Somalia – die ignorierte Katastrophe

14. Juli 2011 in Aktuelles


10 Millionen Menschen brauchen dringend Hilfe: die größte humanitäre Tragödie der Welt


Rom (kath.net/as) Die größte humanitäre Katastrophe der Welt: mit diesen Worten beschrieb der Apostolische Administrator von Mogadischu und Bischof von Dschibuti, Giorgio Bertin, gegenüber „Radio Vaticana“ die aktuelle Lage in Somalia.

Am Horn von Afrika leiden nach Angaben der Vereinten Nationen mehr als 10 Millionen Menschen unter einer der schwersten Dürren seit mehr als 60 Jahren. Die „Welthungerhilfe“ unterstützt in den drei am stärksten betroffenen Ländern Somalia, Kenia und Äthiopien gemeinsam mit internationalen und lokalen Partnern die notleidenden Menschen. „Nirgendwo auf der Welt wird derzeit mehr gehungert als am Horn von Afrika. Der Krieg in Somalia, die Dürre in vielen Landesteilen von Kenia und Äthiopien und die hohen Nahrungsmittelpreise in allen drei Ländern führen zu dieser furchtbaren Katastrophe“, sagte Bärbel Dieckmann, Präsidentin der „Welthungerhilfe“.

In Somalia werde die „Welthungerhilfe“ mit ihrem irischen „Alliance2015-Partner Concern“ knapp 300.000 Menschen unterstützen, die sich in die Hauptstadt Mogadischu geflüchtet haben. Dort werden sie in Lagern mit Nahrungsmitteln und Wasser versorgt. Nach Angaben der lokalen Mitarbeiter der „Welthungerhilfe“ in Mogadischu sind 30 Prozent aller Kinder in Somalia unterernährt und benötigen spezielle Aufbaunahrung, die zusätzlich verteilt wird.

Rund 400.000 Menschen leben allein im Flüchtlingslager von Dadaab in Kenia. Nach wie vor mangelt es an internationalen humanitären Hilfen. In Kenia sind viele Wassertanks in den Dürregebieten leer, nachdem die Regenzeit im Frühjahr ausgefallen ist.

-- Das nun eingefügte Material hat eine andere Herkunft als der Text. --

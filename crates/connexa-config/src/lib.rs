//! Shared configuration for Connexa tools.
//!
//! TOML profiles, environment overrides, session-token storage backends,
//! and translation to `connexa_core::ControllerConfig`. The CLI layers its
//! `GlobalOpts` overrides on top.

use std::collections::BTreeMap;
use std::path::{Path, PathBuf};
use std::sync::Arc;
use std::time::Duration;

use connexa_api::{FileTokenStore, MemoryTokenStore, SessionStore, TokenPersistence};
use connexa_core::{ControllerConfig, DEFAULT_LOGS_LIMIT, TlsVerification};
use directories::ProjectDirs;
use figment::{
    Figment,
    providers::{Env, Format, Serialized, Toml},
};
use secrecy::{ExposeSecret, SecretString};
use serde::{Deserialize, Serialize};
use thiserror::Error;
use tracing::debug;

/// Keyring service name for stored session tokens.
pub const KEYRING_SERVICE: &str = "connexa";

/// Prefix for environment overrides (`CONNEXA_DEFAULTS__TIMEOUT=60`).
pub const ENV_PREFIX: &str = "CONNEXA_";

// ── Error ───────────────────────────────────────────────────────────

#[derive(Debug, Error)]
pub enum ConfigError {
    #[error("invalid {field}: {reason}")]
    Validation { field: String, reason: String },

    #[error("profile '{name}' not found")]
    UnknownProfile { name: String },

    #[error("no username configured for profile '{profile}'")]
    NoUsername { profile: String },

    #[error("failed to serialize config: {0}")]
    Serialization(#[from] toml::ser::Error),

    #[error("config loading failed: {0}")]
    Figment(Box<figment::Error>),

    #[error("IO error: {0}")]
    Io(#[from] std::io::Error),
}

impl From<figment::Error> for ConfigError {
    fn from(err: figment::Error) -> Self {
        Self::Figment(Box::new(err))
    }
}

// ── TOML config structs ─────────────────────────────────────────────

/// Top-level TOML configuration.
#[derive(Debug, Clone, PartialEq, Eq, Deserialize, Serialize)]
pub struct Config {
    /// Profile used when `--profile` is not given.
    pub default_profile: Option<String>,

    /// Global defaults.
    #[serde(default)]
    pub defaults: Defaults,

    /// Named panel profiles.
    #[serde(default)]
    pub profiles: BTreeMap<String, Profile>,
}

impl Default for Config {
    fn default() -> Self {
        Self {
            default_profile: Some("default".into()),
            defaults: Defaults::default(),
            profiles: BTreeMap::new(),
        }
    }
}

#[derive(Debug, Clone, PartialEq, Eq, Deserialize, Serialize)]
pub struct Defaults {
    #[serde(default = "default_output")]
    pub output: String,

    #[serde(default = "default_color")]
    pub color: String,

    #[serde(default)]
    pub insecure: bool,

    #[serde(default = "default_timeout")]
    pub timeout: u64,

    #[serde(default = "default_poll_interval")]
    pub poll_interval_secs: u64,
}

impl Default for Defaults {
    fn default() -> Self {
        Self {
            output: default_output(),
            color: default_color(),
            insecure: false,
            timeout: default_timeout(),
            poll_interval_secs: default_poll_interval(),
        }
    }
}

fn default_output() -> String {
    "table".into()
}
fn default_color() -> String {
    "auto".into()
}
fn default_timeout() -> u64 {
    30
}
fn default_poll_interval() -> u64 {
    5
}

/// Where a profile keeps its session token between runs.
#[derive(Debug, Clone, Copy, Default, PartialEq, Eq, Deserialize, Serialize)]
#[serde(rename_all = "lowercase")]
pub enum TokenStorage {
    /// A 0600 file under the platform data directory.
    #[default]
    File,
    /// The OS keyring.
    Keyring,
    /// Nothing is persisted; every run logs in again.
    Memory,
}

/// A named panel profile.
#[derive(Debug, Clone, PartialEq, Eq, Deserialize, Serialize)]
pub struct Profile {
    /// Panel root URL (e.g. "https://10.0.0.5:8000").
    pub base_url: String,

    /// Admin username. `CONNEXA_USERNAME` takes precedence.
    pub username: Option<String>,

    /// Path to a custom CA certificate.
    pub ca_cert: Option<PathBuf>,

    /// Override the default insecure TLS setting.
    pub insecure: Option<bool>,

    /// Override the default request timeout, in seconds.
    pub timeout: Option<u64>,

    /// Override the node poll cadence, in seconds. Zero disables polling.
    pub poll_interval_secs: Option<u64>,

    #[serde(default)]
    pub token_storage: TokenStorage,
}

impl Profile {
    pub fn new(base_url: impl Into<String>) -> Self {
        Self {
            base_url: base_url.into(),
            username: None,
            ca_cert: None,
            insecure: None,
            timeout: None,
            poll_interval_secs: None,
            token_storage: TokenStorage::default(),
        }
    }
}

// ── Paths ───────────────────────────────────────────────────────────

fn project_dirs() -> Option<ProjectDirs> {
    ProjectDirs::from("io", "connexa", "connexa")
}

/// Resolve the config file path via XDG / platform conventions.
pub fn config_path() -> PathBuf {
    project_dirs().map_or_else(
        || dirs_fallback(".config").join("config.toml"),
        |dirs| dirs.config_dir().join("config.toml"),
    )
}

/// File holding a profile's session token when `token_storage = "file"`.
pub fn token_path(profile_name: &str) -> PathBuf {
    let dir = project_dirs().map_or_else(
        || dirs_fallback(".local/share"),
        |dirs| dirs.data_dir().to_path_buf(),
    );
    dir.join("sessions").join(format!("{profile_name}.token"))
}

fn dirs_fallback(sub: &str) -> PathBuf {
    let mut p = PathBuf::from(std::env::var("HOME").unwrap_or_else(|_| ".".into()));
    p.push(sub);
    p.push("connexa");
    p
}

// ── Config loading ──────────────────────────────────────────────────

/// Load the full Config from the canonical file + environment.
pub fn load_config() -> Result<Config, ConfigError> {
    load_config_from(&config_path())
}

/// Load from an explicit file. A missing file yields the defaults.
///
/// Environment keys nest with a double underscore, so
/// `CONNEXA_DEFAULT_PROFILE=lab` and `CONNEXA_DEFAULTS__TIMEOUT=60` both work.
pub fn load_config_from(path: &Path) -> Result<Config, ConfigError> {
    let figment = Figment::new()
        .merge(Serialized::defaults(Config::default()))
        .merge(Toml::file(path))
        .merge(
            Env::prefixed(ENV_PREFIX)
                .ignore(&["USERNAME", "PASSWORD", "PROFILE", "URL"])
                .split("__"),
        );

    let config: Config = figment.extract()?;
    Ok(config)
}

/// Load config, returning a default if loading fails.
pub fn load_config_or_default() -> Config {
    load_config().unwrap_or_default()
}

// ── Config saving ───────────────────────────────────────────────────

/// Serialize config to TOML and write to the canonical config path.
pub fn save_config(cfg: &Config) -> Result<PathBuf, ConfigError> {
    let path = config_path();
    save_config_to(cfg, &path)?;
    Ok(path)
}

pub fn save_config_to(cfg: &Config, path: &Path) -> Result<(), ConfigError> {
    if let Some(parent) = path.parent() {
        std::fs::create_dir_all(parent)?;
    }
    let toml_str = toml::to_string_pretty(cfg)?;
    std::fs::write(path, toml_str)?;
    debug!(path = %path.display(), "config saved");
    Ok(())
}

// ── Profile resolution ──────────────────────────────────────────────

impl Config {
    /// Name of the profile to use: explicit, then `default_profile`, then "default".
    pub fn profile_name<'a>(&'a self, requested: Option<&'a str>) -> &'a str {
        requested
            .or(self.default_profile.as_deref())
            .unwrap_or("default")
    }

    pub fn profile(&self, name: &str) -> Result<&Profile, ConfigError> {
        self.profiles
            .get(name)
            .ok_or_else(|| ConfigError::UnknownProfile { name: name.into() })
    }
}

/// Username from `CONNEXA_USERNAME`, then the profile.
pub fn resolve_username(profile: &Profile, profile_name: &str) -> Result<String, ConfigError> {
    std::env::var("CONNEXA_USERNAME")
        .ok()
        .filter(|u| !u.trim().is_empty())
        .or_else(|| profile.username.clone())
        .ok_or_else(|| ConfigError::NoUsername {
            profile: profile_name.into(),
        })
}

/// Password from `CONNEXA_PASSWORD`, if set. Passwords are never stored.
pub fn password_from_env() -> Option<SecretString> {
    std::env::var("CONNEXA_PASSWORD").ok().map(SecretString::from)
}

/// Build a `ControllerConfig` from a profile and the global defaults.
pub fn profile_to_controller_config(
    profile: &Profile,
    defaults: &Defaults,
) -> Result<ControllerConfig, ConfigError> {
    let url: url::Url = profile
        .base_url
        .parse()
        .map_err(|_| ConfigError::Validation {
            field: "base_url".into(),
            reason: format!("invalid URL: {}", profile.base_url),
        })?;

    let tls = if profile.insecure.unwrap_or(defaults.insecure) {
        TlsVerification::DangerAcceptInvalid
    } else if let Some(ref ca_path) = profile.ca_cert {
        TlsVerification::CustomCa(ca_path.clone())
    } else {
        TlsVerification::SystemDefaults
    };

    Ok(ControllerConfig {
        url,
        tls,
        timeout: Duration::from_secs(profile.timeout.unwrap_or(defaults.timeout)),
        poll_interval: Duration::from_secs(
            profile
                .poll_interval_secs
                .unwrap_or(defaults.poll_interval_secs),
        ),
        logs_limit: DEFAULT_LOGS_LIMIT,
    })
}

// ── Session token storage ───────────────────────────────────────────

/// Session token kept in the OS keyring under `connexa / <profile>/session-token`.
#[derive(Debug)]
pub struct KeyringTokenStore {
    entry: keyring::Entry,
}

impl KeyringTokenStore {
    pub fn new(profile_name: &str) -> Result<Self, connexa_api::Error> {
        let entry = keyring::Entry::new(KEYRING_SERVICE, &format!("{profile_name}/session-token"))
            .map_err(|e| connexa_api::Error::TokenStorage(format!("keyring unavailable: {e}")))?;
        Ok(Self { entry })
    }
}

impl TokenPersistence for KeyringTokenStore {
    fn load(&self) -> Result<Option<SecretString>, connexa_api::Error> {
        match self.entry.get_password() {
            Ok(token) if token.trim().is_empty() => Ok(None),
            Ok(token) => Ok(Some(SecretString::from(token))),
            Err(keyring::Error::NoEntry) => Ok(None),
            Err(e) => Err(connexa_api::Error::TokenStorage(format!(
                "keyring read failed: {e}"
            ))),
        }
    }

    fn store(&self, token: &SecretString) -> Result<(), connexa_api::Error> {
        self.entry
            .set_password(token.expose_secret())
            .map_err(|e| connexa_api::Error::TokenStorage(format!("keyring write failed: {e}")))
    }

    fn clear(&self) -> Result<(), connexa_api::Error> {
        match self.entry.delete_credential() {
            Ok(()) | Err(keyring::Error::NoEntry) => Ok(()),
            Err(e) => Err(connexa_api::Error::TokenStorage(format!(
                "keyring delete failed: {e}"
            ))),
        }
    }
}

/// Persistence backend for a profile.
pub fn token_persistence(
    profile: &Profile,
    profile_name: &str,
) -> Result<Arc<dyn TokenPersistence>, ConfigError> {
    Ok(match profile.token_storage {
        TokenStorage::File => Arc::new(FileTokenStore::new(token_path(profile_name))),
        TokenStorage::Keyring => Arc::new(KeyringTokenStore::new(profile_name).map_err(|e| {
            ConfigError::Validation {
                field: "token_storage".into(),
                reason: e.to_string(),
            }
        })?),
        TokenStorage::Memory => Arc::new(MemoryTokenStore::new()),
    })
}

/// Session store for a profile. The persisted token is not read yet:
/// the controller's `restore` does that.
pub fn build_session_store(
    profile: &Profile,
    profile_name: &str,
) -> Result<Arc<SessionStore>, ConfigError> {
    Ok(Arc::new(SessionStore::new(token_persistence(
        profile,
        profile_name,
    )?)))
}
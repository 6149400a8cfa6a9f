use std::fs;
use std::path::{Path, PathBuf};

use clap::CommandFactory;

// cli.rs needs only clap, clap_complete and humantime, all of which are
// build-dependencies. Fields that only the binary reads show up here as
// dead-code warnings; that is expected for the man-page build.
#[path = "src/cli.rs"]
mod cli;

fn main() {
    // Re-run if the CLI definitions change.
    println!("cargo::rerun-if-changed=src/cli.rs");

    let out_dir: PathBuf =
        std::env::var_os("OUT_DIR").expect("OUT_DIR not set by Cargo").into();
    let man_dir = out_dir.join("man");
    fs::create_dir_all(&man_dir).expect("failed to create man output directory");

    let cmd = cli::Cli::command();
    generate_manpages(&cmd, &man_dir);
}

/// Recursively generate man pages for a command and all its subcommands.
fn generate_manpages(cmd: &clap::Command, dir: &Path) {
    let name = cmd.get_name().to_owned();
    let path = dir.join(format!("{name}.1"));

    let mut buf = Vec::new();
    clap_mangen::Man::new(cmd.clone())
        .render(&mut buf)
        .unwrap_or_else(|e| panic!("failed to render man page for `{name}`: {e}"));
    fs::write(&path, buf)
        .unwrap_or_else(|e| panic!("failed to write {}: {e}", path.display()));

    for sub in cmd.get_subcommands() {
        if sub.is_hide_set() {
            continue;
        }

        let sub = sub.clone().name(format!("{name}-{}", sub.get_name()));
        generate_manpages(&sub, dir);
    }
}
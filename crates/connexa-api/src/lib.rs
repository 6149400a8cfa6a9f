// connexa-api: Async Rust client for the Connexa proxy pool admin API
//
// One `ApiClient` covers the whole `/api/v1` surface. The bearer token is
// owned by `SessionStore`; the client only reads it and clears it on 401.

pub mod auth;
pub mod client;
pub mod error;
pub mod export;
pub mod logs;
pub mod metrics;
pub mod nodes;
pub mod pool_config;
pub mod session;
pub mod transport;
pub mod types;

pub use auth::LoginOutcome;
pub use client::{API_PREFIX, ApiClient};
pub use error::Error;
pub use export::ExportFormat;
pub use session::{FileTokenStore, MemoryTokenStore, SessionStore, TokenPersistence};
pub use transport::{TlsMode, TransportConfig};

In den Gebieten Tana River und Marsabit finden die Menschen und Tiere kein Wasser mehr. Etwa 500.000 Menschen sind in diesen beiden Regionen davon betroffen. Entlang der Weiderouten liegen Tierkadaver und viele Familien müssen ihre Ziegen und Kühe schlachten. In den kommenden Wochen sollen an zentralen Stellen Wassertanks und Reservoirs durch Tanklastwagen aufgefüllt werden.

Bischof Bertin betonte zusammen mit den Vereinten Nationen, dass es sich in der Tat um die größte aktuelle Katastrophe handle. Die Trockenheit in Somalia sei besonders durch die Tatsache schlimmer geworden, dass sei 20 Jahren der Staat abwesend sei. Aus diesem Grund sei die Trockenheit in den angrenzenden Ländern (Äthiopien, Kenia) nicht so schlimm wie in Somalia, wo es an Sicherheit fehle und sich verschiedene Gruppierungen bekämpften.

Aufgrund der mangelnden Sicherheit sei es schwer, Hilfeleistungen in das Zentrum und in den Süden des Landes kommen zu lassen. Es bedürfe einer großen Koordinierung der internationalen humanitären Hilfen. Dabei sei die Kirche durch die Caritas und deren Partner vertreten. Wie Bischof Bertin erklärte, sei die kirchliche Struktur in Somalia schon vor 20 Jahren zerstört worden. Die Kirche arbeite daher mit Partnern vor Ort und nicht direkt.